# Quickstart-SGLang
This document describes how to install unified-cache-management with SGLang on cuda platform.

## Prerequisites
- SGLang >= 0.5.5, device=cuda

## Step 1: UCM Installation

We offer 3 options to install UCM.

### Option 1: Setup from docker

#### Official pre-built image

```bash
docker pull unifiedcachemanager/ucm-sglang:latest
```

Then run your container using following command.
```bash
# Use `--ipc=host` to make sure the shared memory is large enough.
docker run --rm \
    --gpus all \
    --network=host \
    --ipc=host \
    -v <path_to_your_models>:/home/model \
    -v <path_to_your_storage>:/home/storage \
    --name <name_of_your_container> \
    -it unifiedcachemanager/ucm-sglang:latest
```

#### Build image from source
Download the pre-built `lmsysorg/sglang:v0.5.5.post3` docker image and build unified-cache-management docker image by commands below:
 ```bash
 # Build docker image using source code, replace <branch_or_tag_name> with the branch or tag name needed
 git clone --depth 1 --branch <branch_or_tag_name> https://github.com/ModelEngine-Group/unified-cache-management.git
 cd unified-cache-management
 docker build -t ucm-sglang:latest -f ./docker/Dockerfile.sglang_gpu ./
 ```


### Option 2: Build from source
1. Prepare SGLang Environment

    For the sake of environment isolation and simplicity, we recommend preparing the SGLang environment by pulling the official, pre-built SGLang Docker image.

    ```bash
    docker pull lmsysorg/sglang:v0.5.5.post3
    ```
    Use the following command to run your own container:
    ```bash
    # Use `--ipc=host` to make sure the shared memory is large enough.
    docker run \
        --gpus all \
        --network=host \
        --ipc=host \
        -v <path_to_your_models>:/home/model \
        -v <path_to_your_storage>:/home/storage \
        --entrypoint /bin/bash \
        --name <name_of_your_container> \
        -it lmsysorg/sglang:v0.5.5.post3
    ```
    Refer to [Using docker](https://docs.sglang.io/get_started/install.html#method-3-using-docker) for more information to run your own SGLang container.

2. Build from source code

    Follow commands below to install unified-cache-management:

    ```bash
    # Replace <branch_or_tag_name> with the branch or tag name needed
    git clone --depth 1 --branch <branch_or_tag_name> https://github.com/ModelEngine-Group/unified-cache-management.git
    cd unified-cache-management
    export PLATFORM=cuda
    pip install -v -e . --no-build-isolation
    ```

3. Apply SGLang Integration Patches (Required)

    To enable Unified Cache Management (UCM) integration with SGLang, you must **manually apply the corresponding SGLang patch**.

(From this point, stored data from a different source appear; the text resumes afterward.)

//! Data models for the roster pipeline.

pub mod config;
pub mod player;

pub use config::{
    CropRect, EngineKind, ExtractionConfig, LevelRange, ModelConfig, OcrConfig, RosterConfig,
    StrategyKind,
};
pub use player::PlayerRecord;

    You may directly navigate to the SGLang source directory, which is usually located under `/sgl-workspace`:
    ```bash
    cd <path_to_sglang>
    ```
    Then apply the SGLang patch:

    ```bash
    git apply unified-cache-management/ucm/integration/sglang/patch/0.5.5/sglang-adapt.patch
    ```


### Option 3: Install by pip
1. Prepare SGLang Environment

    It is recommended to use a pre-build SGLang docker image, please follow the guide in Option 2.

2. Install by pip

    Install by pip or find the pre-build wheels on [Pypi](https://pypi.org/project/uc-manager/).
    ```bash
    export PLATFORM=cuda
    pip install uc-manager
    ```
> **Note:** If installing via `pip install`, you need to manually add the `config.yaml` file, similar to `unified-cache-management/examples/ucm_config_example.yaml`, because PyPI packages do not include YAML files.

## Step 2: Configuration

### Feature : Prefix Caching

UCM configuration is passed to SGLang via `--hicache-storage-backend-extra-config` in JSON format:

```bash
HICACHE_CONFIG='{"kv_connector_extra_config":{"ucm_connector_name":"UcmPipelineStore","ucm_connector_config":{"storage_backends":"/mnt/test"}}}'
```

Note: Replace `/mnt/test` with your actual storage directory.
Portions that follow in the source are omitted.